This is my review of Mafia State: How One Reporter Became an Enemy of the Brutal New Russia by Luke Harding.
After mastering Russian with impressive speed, Luke Harding spent about four years based in Moscow as a foreign correspondent for "The Guardian". Making the most of opportunities to travel which he clearly found fascinating, Harding was more energetic and courageous than many of his colleagues, in reporting on the growth of corruption and undemocratic "vertical power" under Putin, crushing the opportunities opened up by Gorbachev's "perestroika". He describes unflinchingly how former KGB agents (siloviki) have gained key positions in the Kremlin, with the recently formed FSB (Federal Security Service) as insidious as the KGB and if anything even more of a law unto itself.
Regular readers of the "quality press" will already know how journalists like Anna Politkovskaya have been shot in broad daylight for investigating and writing about the truth, how Litvinenko was poisoned in London by Russians who brought polonium into the UK to put in his tea, and how the "oligarchs" who made vast fortunes out of Russian privatisation are now salting away their wealth in places like London. Harding builds on all this to explain how Russia is hardening back into an authoritarian state in which senior politicians enrich themselves, links with international organised crime grow, freedom of speech is crushed and the gaps between rich and poor widen.
Harding's outspoken stance attracted adverse attention from the FSB from the outset. He repeatedly found evidence of his flat being entered – not to steal anything, but leaving a window open next to his son's bed in a high rise flat, tampering with a computer screen, even following the old trick of placing a sex manual beside his own bed – weird signals to unnerve him and his family. Eventually, he was told he would have to leave because of some irregularity in his paperwork, a convenient and overused charge, and he was refused entry, his visa stamped "annulled" on a return flight to Moscow. Perhaps Harding's cardinal sin in the eyes of Putin and his henchmen was the journalist's inevitable association with the US embassy cables critical of Russia published as "Wikileaks" in "The Guardian".
"Mafia state" is written with the air of breathless haste of an article written to meet a deadline, but, as a book, requires more careful editing. Passages often seem disjointed, and although the chapters are themed, they tend to dodge back and forth in time rather confusingly, with continual use of the present tense for past events an added distraction. Harding's courage may include a touch of foolhardiness, and his apparent surprise at being thrown out of the country appears a little naive.
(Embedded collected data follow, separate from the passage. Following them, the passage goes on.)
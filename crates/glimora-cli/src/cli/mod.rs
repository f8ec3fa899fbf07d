//! CLI command definitions and dispatch for the `glimora` binary.

pub mod chat;
pub mod sessions;

use clap::{ArgAction, Parser, Subcommand};

/// Glimora: a terminal chat client for movie and drama talk.
#[derive(Parser)]
#[command(name = "glimora", version, about)]
pub struct Cli {
    /// Suppress all log output except errors
    #[arg(long, global = true)]
    pub quiet: bool,

    /// Increase log verbosity (-v, -vv)
    #[arg(short, long, action = ArgAction::Count, global = true)]
    pub verbose: u8,

    /// Export spans to OpenTelemetry stdout (local development)
    #[arg(long, global = true)]
    pub otel: bool,

    #[command(subcommand)]
    pub command: Option<Commands>,
}

#[derive(Subcommand)]
pub enum Commands {
    /// Start the interactive chat (default when no subcommand is given)
    Chat,
    /// List saved chat sessions
    #[command(alias = "ls")]
    Sessions,
    /// Delete a saved session by id prefix
    #[command(alias = "rm")]
    Delete {
        /// Unambiguous prefix of the session id
        id_prefix: String,
    },
}
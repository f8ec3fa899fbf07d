//! OpenRouter chat-completions client.

mod client;
mod streaming;
mod types;

pub use client::OpenRouterClient;
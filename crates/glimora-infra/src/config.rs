//! Configuration loader for Glimora.
//!
//! Reads `config.toml` from the data directory and deserializes it into
//! [`GlimoraConfig`]. Falls back to defaults when the file is missing or
//! malformed, so a fresh install runs without any setup.

use std::path::{Path, PathBuf};

use glimora_types::config::GlimoraConfig;

/// Environment variable that overrides the data directory.
pub const DATA_DIR_VAR: &str = "GLIMORA_DATA_DIR";

/// Resolve the data directory that holds `config.toml` and `sessions.json`.
///
/// `GLIMORA_DATA_DIR` wins when set; otherwise the platform data dir plus
/// a `glimora` component. A headless environment with neither falls back
/// to `.glimora` in the working directory.
pub fn data_dir() -> PathBuf {
    if let Some(dir) = std::env::var_os(DATA_DIR_VAR) {
        return PathBuf::from(dir);
    }
    dirs::data_dir()
        .map(|d| d.join("glimora"))
        .unwrap_or_else(|| PathBuf::from(".glimora"))
}

/// Load configuration from `{data_dir}/config.toml`.
///
/// - If the file does not exist, returns [`GlimoraConfig::default()`].
/// - If the file exists but fails to parse, logs a warning and returns the default.
/// - If the file exists and parses successfully, returns the parsed config.
pub async fn load_config(data_dir: &Path) -> GlimoraConfig {
    let config_path = data_dir.join("config.toml");

    let content = match tokio::fs::read_to_string(&config_path).await {
        Ok(content) => content,
        Err(err) if err.kind() == std::io::ErrorKind::NotFound => {
            tracing::debug!("No config.toml found at {}, using defaults", config_path.display());
            return GlimoraConfig::default();
        }
        Err(err) => {
            tracing::warn!("Failed to read {}: {err}, using defaults", config_path.display());
            return GlimoraConfig::default();
        }
    };

    match toml::from_str::<GlimoraConfig>(&content) {
        Ok(config) => config,
        Err(err) => {
            tracing::warn!(
                "Failed to parse {}: {err}, using defaults",
                config_path.display()
            );
            GlimoraConfig::default()
        }
    }
}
In the interests of balance, he could have shown a greater understanding of the fear, ignorance, insecurity or conditioning which may explain the lack of democracy and suppression of freedom in the Former Soviet Union. Also, perhaps we are not quite as politically and even morally superior as we like to assume.
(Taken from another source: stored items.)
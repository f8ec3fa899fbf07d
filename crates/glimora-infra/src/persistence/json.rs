//! JsonSessionPersistence -- concrete [`SessionPersistence`] implementation.
//!
//! Stores the whole session list as one pretty-printed JSON file
//! (`sessions.json` in the data directory). The file is rewritten
//! wholesale on every save; session lists are small enough that partial
//! writes are not worth the complexity.
//!
//! Load is best-effort per the trait contract: a missing file is the
//! empty list, and a corrupt file logs a warning and also yields the
//! empty list rather than blocking startup.

use std::path::{Path, PathBuf};

use tracing::{debug, warn};

use glimora_core::client::SessionPersistence;
use glimora_types::error::PersistenceError;
use glimora_types::session::ChatSession;

/// JSON-file session persistence.
pub struct JsonSessionPersistence {
    path: PathBuf,
}

impl JsonSessionPersistence {
    /// Persist under `{data_dir}/sessions.json`.
    pub fn new(data_dir: &Path) -> Self {
        Self {
            path: data_dir.join("sessions.json"),
        }
    }

    /// The file this store reads and writes.
    pub fn path(&self) -> &Path {
        &self.path
    }
}

impl SessionPersistence for JsonSessionPersistence {
    async fn load(&self) -> Vec<ChatSession> {
        let content = match tokio::fs::read_to_string(&self.path).await {
            Ok(content) => content,
            Err(err) if err.kind() == std::io::ErrorKind::NotFound => {
                debug!("no session file at {}, starting empty", self.path.display());
                return Vec::new();
            }
            Err(err) => {
                warn!("failed to read {}: {err}, starting empty", self.path.display());
                return Vec::new();
            }
        };

        match serde_json::from_str(&content) {
            Ok(sessions) => sessions,
            Err(err) => {
                warn!("failed to parse {}: {err}, starting empty", self.path.display());
                Vec::new()
            }
        }
    }

    async fn save(&self, sessions: &[ChatSession]) -> Result<(), PersistenceError> {
        let json = serde_json::to_string_pretty(sessions)
            .map_err(|e| PersistenceError::Serialization(e.to_string()))?;

        if let Some(parent) = self.path.parent() {
            tokio::fs::create_dir_all(parent)
                .await
                .map_err(|e| PersistenceError::Io(e.to_string()))?;
        }
        tokio::fs::write(&self.path, json)
            .await
            .map_err(|e| PersistenceError::Io(e.to_string()))
    }
}

#[cfg(test)]
mod tests {
    use super::*;
    use glimora_types::message::Message;
    use tempfile::TempDir;

    #[tokio::test]
    async fn test_load_missing_file_returns_empty() {
        let tmp = TempDir::new().unwrap();
        let store = JsonSessionPersistence::new(tmp.path());
        assert!(store.load().await.is_empty());
    }

    #[tokio::test]
    async fn test_load_corrupt_file_returns_empty() {
        let tmp = TempDir::new().unwrap();
        let store = JsonSessionPersistence::new(tmp.path());
        tokio::fs::write(store.path(), "this is not [ valid json !!!")
            .await
            .unwrap();

        assert!(store.load().await.is_empty());
    }

    #[tokio::test]
    async fn test_save_then_load_round_trips() {
        let tmp = TempDir::new().unwrap();
        let store = JsonSessionPersistence::new(tmp.path());

        let mut session = ChatSession::new();
        session.title = "Movie night".to_string();
        session.messages.push(Message::user("best thriller 2024"));
        session.messages.push(Message::assistant("Try Rebel Ridge."));

        store.save(std::slice::from_ref(&session)).await.unwrap();
        let loaded = store.load().await;

        assert_eq!(loaded.len(), 1);
        assert_eq!(loaded[0].id, session.id);
        assert_eq!(loaded[0].title, "Movie night");
        assert_eq!(loaded[0].messages.len(), 2);
        assert_eq!(loaded[0].messages[1].content, "Try Rebel Ridge.");
    }

    #[tokio::test]
    async fn test_save_creates_missing_data_dir() {
        let tmp = TempDir::new().unwrap();
        let nested = tmp.path().join("deeper").join("glimora");
        let store = JsonSessionPersistence::new(&nested);

        store.save(&[ChatSession::new()]).await.unwrap();
        assert!(store.path().exists());
    }

    #[tokio::test]
    async fn test_save_overwrites_previous_snapshot() {
        let tmp = TempDir::new().unwrap();
        let store = JsonSessionPersistence::new(tmp.path());

        store
            .save(&[ChatSession::new(), ChatSession::new()])
            .await
            .unwrap();
        store.save(&[ChatSession::new()]).await.unwrap();

        assert_eq!(store.load().await.len(), 1);
    }
}
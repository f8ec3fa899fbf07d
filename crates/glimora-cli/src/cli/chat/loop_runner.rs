//! Main chat loop orchestration.
//!
//! Coordinates the conversation lifecycle: welcome banner, input loop,
//! slash commands, turn driving with streamed output, cancellation, and
//! session switching. The turn future and the input reader run
//! concurrently on the same task so Ctrl+C during streaming cancels the
//! turn instead of killing the process.

use std::cell::Cell;
use std::io::Write;
use std::time::{Duration, Instant};

use console::style;

use glimora_core::session::ChatSessionStore;
use glimora_infra::persistence::JsonSessionPersistence;
use glimora_types::error::{StoreError, SubmitError};
use glimora_types::message::MessageRole;
use glimora_types::turn::{ModeToggles, TurnOutcome};

use crate::state::{AppState, ConcreteController};

use super::banner::print_welcome_banner;
use super::commands::{self, ChatCommand};
use super::input::{ChatInput, InputEvent};
use super::renderer::ChatRenderer;

type Store = ChatSessionStore<JsonSessionPersistence>;

/// Run the interactive chat loop.
pub async fn run_chat_loop(state: &AppState) -> anyhow::Result<()> {
    let mut store = state.open_store().await;
    let controller = state.controller();
    let renderer = ChatRenderer::new();

    print_welcome_banner(&state.config.model, store.list_sessions().len());

    let prompt = format!("  {} ", style("You >").green().bold());
    let (mut chat_input, _writer) = ChatInput::new(prompt)
        .map_err(|e| anyhow::anyhow!("Failed to initialize input: {e}"))?;

    let mut toggles = ModeToggles::default();

    loop {
        let event = chat_input.read_line().await;
        match event {
            InputEvent::Eof => {
                println!("\n  {}", style("Bye.").dim());
                break;
            }
            InputEvent::Interrupted => {
                println!(
                    "\n  {}",
                    style("Nothing to cancel. Ctrl+D to exit.").dim()
                );
                continue;
            }
            InputEvent::Message(text) => {
                if text.is_empty() {
                    continue;
                }

                if let Some(cmd) = commands::parse(&text) {
                    if handle_command(cmd, &mut store, &mut toggles, &renderer).await? {
                        break;
                    }
                    continue;
                }

                let exit = run_turn(
                    &controller,
                    &mut store,
                    &mut chat_input,
                    &renderer,
                    &mut toggles,
                    &text,
                )
                .await?;
                if exit {
                    println!("\n  {}", style("Bye.").dim());
                    break;
                }
            }
        }
    }

    Ok(())
}

/// Execute a slash command. Returns `true` when the loop should exit.
async fn handle_command(
    cmd: ChatCommand,
    store: &mut Store,
    toggles: &mut ModeToggles,
    renderer: &ChatRenderer,
) -> anyhow::Result<bool> {
    match cmd {
        ChatCommand::Help => commands::print_help(),
        ChatCommand::Exit => {
            println!("\n  {}", style("Bye.").dim());
            return Ok(true);
        }
        ChatCommand::Web => {
            toggles.web_search = !toggles.web_search;
            print_toggle("Web search", toggles.web_search);
        }
        ChatCommand::Summarize => {
            toggles.ai_summarize = !toggles.ai_summarize;
            print_toggle("AI summary", toggles.ai_summarize);
            if toggles.ai_summarize && !toggles.web_search {
                println!(
                    "  {}",
                    style("AI summary only applies when /web is also on.").dim()
                );
            }
        }
        ChatCommand::Attach(path) => {
            if path.exists() {
                println!(
                    "\n  {} Attached {} for the next message.\n",
                    style("*").cyan().bold(),
                    style(path.display()).yellow()
                );
                toggles.attachment = Some(path);
            } else {
                println!(
                    "\n  {} No such file: {}\n",
                    style("!").yellow().bold(),
                    path.display()
                );
            }
        }
        ChatCommand::New => {
            store.create_session();
            println!("\n  {} Started a new chat.\n", style("*").cyan().bold());
        }
        ChatCommand::Sessions => {
            let sessions = store.list_sessions();
            if sessions.is_empty() {
                println!("\n  {}\n", style("No sessions yet.").dim());
                return Ok(false);
            }
            println!();
            let active = store.active_id();
            for (i, session) in sessions.iter().enumerate() {
                let marker = if active == Some(session.id) { "*" } else { " " };
                println!(
                    "  {} {} {} {}",
                    style(format!("{:>2}.", i + 1)).bold(),
                    marker,
                    style(&session.title).cyan(),
                    style(format!("({} messages)", session.messages.len())).dim()
                );
            }
            println!();
        }
        ChatCommand::Switch(n) => {
            let id = n
                .checked_sub(1)
                .and_then(|i| store.list_sessions().get(i))
                .map(|s| s.id);
            match id {
                Some(id) => {
                    // The id came from the list, select cannot fail.
                    let _ = store.select_session(id);
                    let title = store
                        .active_session()
                        .map(|s| s.title.clone())
                        .unwrap_or_default();
                    println!(
                        "\n  {} Switched to '{}'.\n",
                        style("*").cyan().bold(),
                        style(title).cyan()
                    );
                }
                None => println!(
                    "\n  {} No session {n}. See /sessions.\n",
                    style("!").yellow().bold()
                ),
            }
        }
        ChatCommand::Rename(title) => match store.active_id() {
            Some(id) => {
                match store.rename_session(id, &title).await {
                    Ok(()) => println!(
                        "\n  {} Renamed to '{}'.\n",
                        style("*").cyan().bold(),
                        style(title.trim()).cyan()
                    ),
                    Err(StoreError::UnknownSession) => {}
                }
            }
            None => println!(
                "\n  {} No active session to rename.\n",
                style("!").yellow().bold()
            ),
        },
        ChatCommand::Delete => match store.active_id() {
            Some(id) => {
                match store.delete_session(id).await {
                    Ok(()) => println!(
                        "\n  {} Session deleted.\n",
                        style("x").red().bold()
                    ),
                    Err(StoreError::UnknownSession) => {}
                }
            }
            None => println!(
                "\n  {} No active session to delete.\n",
                style("!").yellow().bold()
            ),
        },
        ChatCommand::History => match store.active_session() {
            Some(session) => {
                println!();
                for msg in &session.messages {
                    match msg.role {
                        MessageRole::User => {
                            println!("  {} {}", style("You >").green().bold(), msg.content);
                        }
                        MessageRole::Assistant => {
                            let rendered = renderer.render_final(&msg.content);
                            println!(
                                "  {} {}",
                                style("Glimora >").cyan().bold(),
                                rendered.trim()
                            );
                        }
                        MessageRole::System => {}
                    }
                    println!();
                }
            }
            None => println!(
                "\n  {} No active session. Send a message to start one.\n",
                style("!").yellow().bold()
            ),
        },
        ChatCommand::Unknown(detail) => {
            println!(
                "\n  {} {}. Type /help for available commands.\n",
                style("?").yellow().bold(),
                style(detail).dim()
            );
        }
    }

    Ok(false)
}

/// Drive one turn while watching the input for cancellation.
///
/// Returns `true` when the user hit Ctrl+D during streaming and the loop
/// should exit after the turn settles.
async fn run_turn(
    controller: &ConcreteController,
    store: &mut Store,
    chat_input: &mut ChatInput,
    renderer: &ChatRenderer,
    toggles: &mut ModeToggles,
    text: &str,
) -> anyhow::Result<bool> {
    let prepared = match controller.begin(store, text, toggles) {
        Ok(prepared) => prepared,
        Err(SubmitError::EmptyInput) => {
            println!("\n  {}\n", style("Nothing to send.").dim());
            return Ok(false);
        }
    };

    // The attachment is consumed by exactly one turn.
    toggles.attachment = None;

    let handle = prepared.handle();
    let mode = prepared.mode();

    let spinner = indicatif::ProgressBar::new_spinner();
    spinner.set_style(
        indicatif::ProgressStyle::default_spinner()
            .template("{spinner:.cyan} {msg}")
            .unwrap(),
    );
    spinner.set_message("thinking...");
    spinner.enable_steady_tick(Duration::from_millis(80));

    let started = Instant::now();
    let first = Cell::new(true);

    let spinner_ref = &spinner;
    let on_fragment = |fragment: &str| {
        if first.get() {
            first.set(false);
            spinner_ref.finish_and_clear();
            print!("\n  {} ", style("Glimora >").cyan().bold());
            let _ = std::io::stdout().flush();
        }
        renderer.print_streaming_fragment(fragment);
    };

    let drive = controller.drive(store, prepared, on_fragment);
    tokio::pin!(drive);

    let mut exit_after = false;
    let outcome = loop {
        tokio::select! {
            outcome = &mut drive => break outcome,
            event = chat_input.read_line() => match event {
                InputEvent::Interrupted => handle.cancel(),
                InputEvent::Eof => {
                    handle.cancel();
                    exit_after = true;
                }
                InputEvent::Message(msg) => {
                    if !msg.is_empty() {
                        println!(
                            "\n  {}",
                            style("A response is still streaming. Ctrl+C cancels it.")
                                .yellow()
                        );
                    }
                }
            }
        }
    };

    if first.get() {
        spinner.finish_and_clear();
    }

    let response_ms = started.elapsed().as_millis() as u64;
    match outcome {
        TurnOutcome::Completed => {
            println!();
            renderer.print_turn_footer(&mode.to_string(), response_ms);
            println!();
        }
        TurnOutcome::Cancelled => {
            println!("\n\n  {}\n", style("Cancelled.").yellow());
        }
        TurnOutcome::Failed(failure) => {
            println!();
            eprintln!(
                "\n  {} {}",
                style("!").red().bold(),
                failure.user_message
            );
            if let Some(detail) = &failure.detail {
                eprintln!("  {}", style(detail.to_string()).dim());
            }
            println!();
        }
    }

    Ok(exit_after)
}

fn print_toggle(label: &str, on: bool) {
    let status = if on {
        style("on").green().bold()
    } else {
        style("off").dim()
    };
    println!("\n  {} {label}: {status}\n", style("*").cyan().bold());
}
I would have liked a bit less on Harding's family members (details no doubt included to bring home the reality of the harassment they suffered in Russia) and more on the background to some of the issues covered, in particular the political upheavals in the various outlying republics. A few more maps would have been invaluable. In fact, I found some good ones on Google images which increased my grasp of the geopolitics a good deal.
Overall, this is an important record of some alarming trends of which we need to be aware, even as our leaders are in the invidious position of turning a blind eye because of the perceived need to work with Russia on the world stage, and Harding has done us a service in putting himself on the line to expose the truth. I also have him to thank for introducing me to the wonderful "Peredvizhniki" painters who captured the beauty of C19 rural Russia.